Most commonly used to demonstrate a sales funnel, a funnel chart shows a progression of steps. Similar in shape to an inverted pyramid chart, it generally goes from the top—prospects and cold leads—downwards through the funnel, with the sales prospects getting warmer and more likely to buy as they descend. Finally, in the last step in the funnel, the leads turn to customers.

While the shape of a funnel chart is similar to that of an inverted pyramid chart, they serve vastly different purposes and are unrelated.

Donut or pie charts

While a donut or pie chart does not show a hierarchy, it can, much like a pyramid chart, be used to show a single set of data. It is another very simple tool that easily, graphically indicates one set of information, usually a distribution of sales, market share, or similar.

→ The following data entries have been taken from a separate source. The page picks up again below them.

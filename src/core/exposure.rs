use chrono::NaiveDate;
use rust_decimal::Decimal;
use serde::{Deserialize, Serialize};

/// One client forward-FX exposure line.
///
/// Rows are produced by ingestion with every field already coerced to its
/// declared type; the hedge calculator never sees a missing or malformed value.
///
/// # Examples
///
/// ```
/// use fx_hedge::core::exposure::ExposureRow;
/// use chrono::NaiveDate;
/// use rust_decimal_macros::dec;
///
/// let row = ExposureRow::new(
///     NaiveDate::from_ymd_opt(2024, 1, 31).unwrap(),
///     dec!(1_000_000),
///     dec!(0.0012),
///     "Sell EUR",
/// );
///
/// assert_eq!(row.notional(), dec!(1_000_000));
/// assert_eq!(row.client_direction(), "Sell EUR");
/// ```
#[derive(Debug, Clone, PartialEq, Eq, Serialize, Deserialize)]
pub struct ExposureRow {
    /// Forward settlement date.
    expiry: NaiveDate,
    /// Face amount. May be negative.
    notional: Decimal,
    /// Forward points, on the same scale as spot.
    forward_pts: Decimal,
    /// The client's stated intent, as free text.
    client_direction: String,
}

impl ExposureRow {
    pub fn new(
        expiry: NaiveDate,
        notional: Decimal,
        forward_pts: Decimal,
        client_direction: impl Into<String>,
    ) -> Self {
        Self {
            expiry,
            notional,
            forward_pts,
            client_direction: client_direction.into(),
        }
    }

    pub fn expiry(&self) -> NaiveDate {
        self.expiry
    }

    pub fn notional(&self) -> Decimal {
        self.notional
    }

    pub fn forward_pts(&self) -> Decimal {
        self.forward_pts
    }

    pub fn client_direction(&self) -> &str {
        &self.client_direction
    }
}

/// An ordered batch of exposures submitted for one hedge computation.
///
/// Order is significant: results are reported in the same order and the
/// blended price is summed in it.
#[derive(Debug, Clone, Default, PartialEq, Eq, Serialize, Deserialize)]
pub struct ExposureSet {
    rows: Vec<ExposureRow>,
}

impl ExposureSet {
    pub fn new() -> Self {
        Self { rows: Vec::new() }
    }

    pub fn add(&mut self, row: ExposureRow) {
        self.rows.push(row);
    }

    pub fn rows(&self) -> &[ExposureRow] {
        &self.rows
    }

    pub fn len(&self) -> usize {
        self.rows.len()
    }

    pub fn is_empty(&self) -> bool {
        self.rows.is_empty()
    }

    /// Sum of all notionals, in row order.
    pub fn total_notional(&self) -> Decimal {
        self.rows.iter().map(|r| r.notional()).sum()
    }

    pub fn iter(&self) -> std::slice::Iter<'_, ExposureRow> {
        self.rows.iter()
    }
}

impl FromIterator<ExposureRow> for ExposureSet {
    fn from_iter<T: IntoIterator<Item = ExposureRow>>(iter: T) -> Self {
        Self {
            rows: iter.into_iter().collect(),
        }
    }
}

impl<'a> IntoIterator for &'a ExposureSet {
    type Item = &'a ExposureRow;
    type IntoIter = std::slice::Iter<'a, ExposureRow>;

    fn into_iter(self) -> Self::IntoIter {
        self.rows.iter()
    }
}
//! # fx-hedge
//!
//! Blended forward FX hedge pricing for a treasury desk.
//!
//! Given a batch of client forward exposures and a spot rate, this crate
//! computes the notional-weighted blended forward price the bank hedges at,
//! and the per-line trades the bank executes on the opposite side of each
//! client.
//!
//! ## Architecture
//!
//! - **core** — Foundational types: exposure rows, spot rate, trade direction
//! - **hedge** — The blended-price calculator
//! - **ingest** — CSV ingestion into typed exposure rows
//! - **report** — Client and trade views, text / JSON / CSV rendering
//! - **simulation** — Random exposure books for testing and benchmarks

pub mod core;
pub mod hedge;
pub mod ingest;
pub mod report;
pub mod simulation;

/// Convenience re-exports for common usage.
pub mod prelude {
    pub use crate::core::direction::TradeDirection;
    pub use crate::core::exposure::{ExposureRow, ExposureSet};
    pub use crate::core::spot::SpotRate;
    pub use crate::hedge::calculator::{EnrichedExposureRow, HedgeCalculator, HedgeError, HedgeResult};
    pub use crate::ingest::csv_loader::{CsvOptions, IngestionError};
    pub use crate::report::views::{ClientExposureLine, ContributionPoint, TradeInstruction};
}
pub mod calculator;
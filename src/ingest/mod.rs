pub mod csv_loader;
//! Pure move application: `Board` in, brand-new `Board` out.
//!
//! The position hash is maintained incrementally alongside the piece sets.

use crate::game_state::board::{Board, GameCounters, PieceSet};
use crate::game_state::chess_rules::*;
use crate::game_state::chess_types::*;
use crate::moves::move_descriptions::{Move, FLAG_CASTLE_KINGSIDE};
use crate::search::zobrist::{castling_key, en_passant_key, piece_square_key, side_to_move_key};

/// Apply a move produced by legal move generation.
///
/// Moves that did not come from the generator are not validated.
#[inline]
pub fn apply_move(board: &Board, mv: &Move) -> Board {
    apply_move_with_capture(board, mv).0
}

/// Apply a move and report the kind of piece it captured, if any.
pub fn apply_move_with_capture(board: &Board, mv: &Move) -> (Board, Option<PieceKind>) {
    let mover = mv.piece().color();
    let enemy = mover.opposite();
    let moved = mv.piece().kind();
    let from = mv.from();
    let to = mv.to();

    let mut sets = board.sets();
    let mut masks = [sets[0].masks(), sets[1].masks()];
    let mut hash = board.position_hash();
    let counters = board.counters();

    let capture_square = if mv.is_en_passant() {
        mv.aux_square().unwrap_or(to)
    } else {
        to
    };
    let captured = sets[enemy.index()].kind_at(capture_square);
    if let Some(kind) = captured {
        masks[enemy.index()][kind.index()] &= !capture_square.mask();
        hash ^= piece_square_key(enemy, kind, capture_square);
    }

    masks[mover.index()][moved.index()] &= !from.mask();
    hash ^= piece_square_key(mover, moved, from);

    let placed = mv.promotion().unwrap_or(moved);
    masks[mover.index()][placed.index()] |= to.mask();
    hash ^= piece_square_key(mover, placed, to);

    if mv.is_castle() {
        let side = if mv.has_flag(FLAG_CASTLE_KINGSIDE) {
            CastleSide::Kingside
        } else {
            CastleSide::Queenside
        };
        let squares = castling_squares(mover, side);
        let rooks = &mut masks[mover.index()][PieceKind::Rook.index()];
        *rooks = (*rooks & !squares.rook_from.mask()) | squares.rook_to.mask();
        hash ^= piece_square_key(mover, PieceKind::Rook, squares.rook_from);
        hash ^= piece_square_key(mover, PieceKind::Rook, squares.rook_to);
    }

    let mut castling_rights = counters.castling_rights;
    if moved == PieceKind::King {
        castling_rights &= !castling_rights_of(mover);
    }
    if moved == PieceKind::Rook {
        castling_rights &= !rook_home_right(from);
    }
    if captured == Some(PieceKind::Rook) {
        castling_rights &= !rook_home_right(capture_square);
    }
    hash ^= castling_key(counters.castling_rights) ^ castling_key(castling_rights);

    let en_passant = if mv.is_double_push() {
        Square::from_file_rank(from.file(), (from.rank() + to.rank()) / 2)
    } else {
        None
    };
    hash ^= en_passant_key(counters.en_passant) ^ en_passant_key(en_passant);
    hash ^= side_to_move_key();

    let halfmove_clock = if moved == PieceKind::Pawn || captured.is_some() {
        0
    } else {
        counters.halfmove_clock.saturating_add(1)
    };
    let fullmove_number = if mover == Color::Dark {
        counters.fullmove_number.saturating_add(1)
    } else {
        counters.fullmove_number
    };

    sets[mover.index()] = PieceSet::from_masks(masks[mover.index()]);
    sets[enemy.index()] = PieceSet::from_masks(masks[enemy.index()]);

    let next = Board::from_successor_parts(
        sets,
        GameCounters {
            active_color: enemy,
            castling_rights,
            en_passant,
            halfmove_clock,
            fullmove_number,
        },
        *mv,
        hash,
    );
    (next, captured)
}

#[cfg(test)]
mod tests {
    use super::*;
    use crate::search::zobrist::compute_position_hash;
    use crate::utils::fen_generator::generate_fen;
    use crate::utils::fen_parser::parse_fen;
    use crate::utils::long_algebraic::parse_long_algebraic;

    fn play(board: &Board, text: &str) -> Board {
        let mv = parse_long_algebraic(text, board).expect("move is legal in test position");
        apply_move(board, &mv)
    }

    fn recomputed_hash(board: &Board) -> u64 {
        compute_position_hash(
            [
                board.pieces(Color::Light).masks(),
                board.pieces(Color::Dark).masks(),
            ],
            board.active_color(),
            board.castling_rights(),
            board.en_passant(),
        )
    }

    #[test]
    fn double_push_sets_en_passant_and_resets_clock() {
        let board = play(&Board::starting_position(), "e2e4");
        assert_eq!(
            generate_fen(&board),
            "rnbqkbnr/pppppppp/8/8/4P3/8/PPPP1PPP/RNBQKBNR b KQkq e3 0 1"
        );
        assert_eq!(
            board.last_move().map(ToString::to_string),
            Some("e2e4".to_owned())
        );
    }

    #[test]
    fn fullmove_increments_after_dark() {
        let board = play(&Board::starting_position(), "g1f3");
        assert_eq!(board.fullmove_number(), 1);
        assert_eq!(board.halfmove_clock(), 1);
        let board = play(&board, "g8f6");
        assert_eq!(board.fullmove_number(), 2);
        assert_eq!(board.halfmove_clock(), 2);
        assert_eq!(board.en_passant(), None);
    }

    #[test]
    fn en_passant_removes_the_passed_pawn() {
        let board = parse_fen("4k3/8/8/3pP3/8/8/8/4K3 w - d6 0 2").expect("valid FEN");
        let next = play(&board, "e5d6");
        assert_eq!(generate_fen(&next), "4k3/8/3P4/8/8/8/8/4K3 b - - 0 2");
        assert_eq!(next.position_hash(), recomputed_hash(&next));
    }

    #[test]
    fn castling_relocates_rook_and_clears_rights() {
        let board = parse_fen("r3k2r/8/8/8/8/8/8/R3K2R w KQkq - 3 10").expect("valid FEN");
        let kingside = play(&board, "e1g1");
        assert_eq!(
            generate_fen(&kingside),
            "r3k2r/8/8/8/8/8/8/R4RK1 b kq - 4 10"
        );
        let queenside = play(&kingside, "e8c8");
        assert_eq!(
            generate_fen(&queenside),
            "2kr3r/8/8/8/8/8/8/R4RK1 w - - 5 11"
        );
        assert_eq!(queenside.position_hash(), recomputed_hash(&queenside));
    }

    #[test]
    fn rook_moves_and_captures_clear_single_rights() {
        let board = parse_fen("r3k2r/8/8/8/8/8/8/R3K2R w KQkq - 0 1").expect("valid FEN");
        let next = play(&board, "a1a8");
        assert_eq!(
            next.castling_rights(),
            CASTLE_LIGHT_KINGSIDE | CASTLE_DARK_KINGSIDE
        );
        assert_eq!(next.halfmove_clock(), 0);
        assert_eq!(next.position_hash(), recomputed_hash(&next));
    }

    #[test]
    fn promotion_replaces_the_pawn() {
        let board = parse_fen("1n2k3/P7/8/8/8/8/8/4K3 w - - 0 1").expect("valid FEN");
        let next = play(&board, "a7b8n");
        assert_eq!(generate_fen(&next), "1N2k3/8/8/8/8/8/8/4K3 b - - 0 1");
        assert_eq!(next.pieces(Color::Light).count(PieceKind::Pawn), 0);
        assert_eq!(next.position_hash(), recomputed_hash(&next));
    }

    #[test]
    fn incremental_hash_tracks_a_game() {
        let mut board = Board::starting_position();
        let game = [
            "e2e4", "d7d5", "e4d5", "g8f6", "f1b5", "c7c6", "d5c6", "d8a5", "c6b7", "e8d8", "b7a8q",
        ];
        for text in game {
            board = play(&board, text);
            assert_eq!(
                board.position_hash(),
                recomputed_hash(&board),
                "after {text}"
            );
        }
    }
}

Mekko, Marimekko, bar Mekko or mosaic charts

These chart types can show the relative importance of something. However, unlike the simplicity of a pyramid chart, which shows one set of information, a Mekko, Marimekko, or mosaic chart can show multiple data groups. They do this by having bar charts where width and segments of height show relative importance, often alongside product types, segments of population, or regions. These are far more complex than pyramid charts.

Sankey diagrams

A Sankey diagram shows a flow of values or workstreams. These are multi-level and far more complex than simple pyramid charts but can be stripped down to display that same basic level of information. If a set of workflows are too complicated for a pyramid chart, a Sankey diagram could be the alternative to use.

The future of pyramid charts

While the applications of a pyramid chart are narrow, they are incredibly effective when used correctly. If good chart-making practices are followed, they are ideal for showing simple concepts, workflows, and single data sets that need to show a percentage or quantity of an overall group or comparison.

However, if there is any data set that is large, has multiple factors, or does not have a clear reason to necessitate a pyramid chart, such as to illustrate a hierarchy, then other chart types will be far more effective.